Hyaluronan Mediates Cardiac Myocyte Phenotypic Response

Hyaluronan (HA) has been used extensively for tissue engineering approaches for organ repair, enhancing cellular response and wound healing. Hyaluronic acid is also the major glycosaminoglycan of the early cardiac extracellular matrix (ECM). This study investigated the response of neonatal ventricular cardiac myocytes (NVRM) to HA gels conjugated with ECM proteins like gelatin and fibronectin (Fbn). HA gels were designed to act as a biomimetic microenvironment aimed at improving myocyte structure and function.
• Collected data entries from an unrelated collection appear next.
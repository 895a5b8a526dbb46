// repo-backup: Directory-to-Git Backup Tool
//
// SPDX-FileCopyrightText: 2026 Romeo Ahmed
// SPDX-License-Identifier: GPL-3.0-or-later

//! Commit and publish pipeline.
//!
//! ```text
//! submodules: add -A, commit        (warn only)
//!      v
//! add -A                            (fatal)
//!      v
//! status --porcelain ──empty && !force──> NoChanges
//!      v
//! commit "Backup: <ts>" ──"nothing to commit" && !force──> NoChanges
//!      v
//! fetch, HEAD vs <remote>/<branch>
//!      │differ
//!      v
//! pull --no-rebase ──fail──> unmerged entries? ──yes──> conflict::handle_conflicts, Conflict
//!      │                                        no ──> on_pull_failure policy
//!      v
//! push::push_with_retry
//! ```
//!
//! Order is fixed: nothing reaches the network before the local commit.

pub mod conflict;
pub mod message;
pub mod push;


use chrono::Local;
use serde::Serialize;
use std::path::Path;
use tracing::{debug, error, info, warn};

use crate::config::types::PullFailurePolicy;
use crate::error::{BackupError, BackupResult, PublishError};
use crate::git::backend::VcsClient;
use crate::git::porcelain;
use crate::sync::StatusCounts;

use push::{Backoff, ForcePushPolicy, PushReport};

const NOTHING_TO_COMMIT: &str = "nothing to commit";

/// Settings for one publish run.
#[derive(Debug, Clone, Copy)]
pub struct PublishOptions<'a> {
    pub remote: &'a str,
    pub branch: &'a str,
    /// Commit and push even when the working tree is clean.
    pub force: bool,
    pub max_attempts: u32,
    pub on_pull_failure: PullFailurePolicy,
}

/// How publishing ended.
#[derive(Debug, Clone, PartialEq, Eq, Serialize)]
#[serde(tag = "kind", rename_all = "kebab-case")]
pub enum PublishOutcome {
    /// Nothing to commit; no network activity.
    NoChanges,
    /// Local commit reached the remote.
    Pushed(PushReport),
}

/// Caller-supplied decisions for the push step.
pub struct PushControl<'a> {
    pub policy: &'a dyn ForcePushPolicy,
    pub backoff: &'a dyn Backoff,
}

/// Stage, commit, reconcile with the remote, and push.
///
/// # Errors
///
/// Returns a `PublishError` if staging, committing, fetching, or pushing
/// fails, if the pull produced conflicts, or if a failed pull is not allowed
/// to continue under `on_pull_failure`.
pub fn publish(
    client: &dyn VcsClient,
    repo: &Path,
    options: &PublishOptions<'_>,
    counts: &StatusCounts,
    control: &PushControl<'_>,
) -> BackupResult<PublishOutcome> {
    let now = Local::now();

    commit_submodules(client, repo, &message::submodule_message(&now));

    client
        .add_all(repo)
        .map_err(|e| PublishError::Stage(diagnostics(&e)))?;

    let status = client
        .status_porcelain(repo)
        .map_err(|e| PublishError::Stage(diagnostics(&e)))?;
    if status.trim().is_empty() && !options.force {
        info!("no changes detected to back up");
        return Ok(PublishOutcome::NoChanges);
    }

    let message = message::commit_message(counts, &now);
    match client.commit(repo, &message) {
        Ok(()) => info!(
            updated = counts.updated,
            deleted = counts.deleted,
            failed = counts.failed,
            "committed"
        ),
        Err(e) if diagnostics(&e).contains(NOTHING_TO_COMMIT) => {
            if !options.force {
                info!("no changes to commit");
                return Ok(PublishOutcome::NoChanges);
            }
            info!("nothing new to commit, pushing existing history");
        }
        Err(e) => return Err(PublishError::Commit(diagnostics(&e)).into()),
    }

    reconcile(client, repo, options)?;

    let report = push::push_with_retry(
        client,
        repo,
        options.remote,
        options.branch,
        options.max_attempts,
        control.policy,
        control.backoff,
    )?;
    info!("changes successfully pushed to repository");
    Ok(PublishOutcome::Pushed(report))
}

fn commit_submodules(client: &dyn VcsClient, repo: &Path, message: &str) {
    if let Err(e) = client.submodule_foreach(repo, &["add", "-A"]) {
        warn!(error = %e, "submodule staging failed");
    }
    if let Err(e) = client.submodule_foreach(repo, &["commit", "-m", message]) {
        warn!(error = %e, "submodule commit failed");
    }
}

/// Bring in remote changes before pushing.
fn reconcile(client: &dyn VcsClient, repo: &Path, options: &PublishOptions<'_>) -> BackupResult<()> {
    client
        .fetch(repo, options.remote)
        .map_err(|e| PublishError::Remote(diagnostics(&e)))?;

    let remote_ref = format!("{}/{}", options.remote, options.branch);
    let local = client.rev_parse(repo, "HEAD")?;
    let Some(remote) = client.rev_parse(repo, &remote_ref)? else {
        debug!(%remote_ref, "remote branch does not exist yet");
        return Ok(());
    };
    if local.as_deref() == Some(remote.as_str()) {
        debug!(%remote_ref, "already up to date");
        return Ok(());
    }

    let Err(pull_err) = client.pull_no_rebase(repo, options.remote, options.branch) else {
        info!(%remote_ref, "merged remote changes");
        return Ok(());
    };
    let reason = diagnostics(&pull_err);
    warn!(error = %reason, "pull failed");

    let status = client.status_porcelain(repo).unwrap_or_default();
    let conflicts = porcelain::conflicts(&status);
    if !conflicts.is_empty() {
        error!(count = conflicts.len(), "merge conflicts detected");
        let preserved = conflict::handle_conflicts(client, repo, &conflicts)?;
        debug!(preserved = preserved.len(), "conflict copies written");
        return Err(PublishError::Conflict {
            count: conflicts.len(),
        }
        .into());
    }

    match options.on_pull_failure {
        PullFailurePolicy::PushAnyway => {
            warn!("pull failed without conflicts, attempting to continue");
            Ok(())
        }
        PullFailurePolicy::Abort => Err(PublishError::PullFailed(reason).into()),
    }
}

fn diagnostics(err: &BackupError) -> String {
    match err {
        BackupError::Git(e) => e.diagnostics(),
        other => other.to_string(),
    }
}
After 48 hours of culture, cells were fixed and stained for the α‐actinin, f‐actin, and CD44. qRT‐PCR was performed to analyze the expression of α and β myosin heavy chains as well as CD44 and integrin beta 1. Our results show a higher ratio of expression for myosin heavy chain α to myosin heavy chain β on Fbn‐HA gels compared to other substrates. The response (cell shape, myofibril assembly and organization) to Fbn coated HA gels exhibited the largest spread area, organized myofibril formation, and contractile function (105% increase). These results implicate the importance of ligand type and activity on myocyte remodeling and suggest that HA gels bound with specific ECM proteins are crucial for inducing/preserving a normal cardiomyocyte phenotype.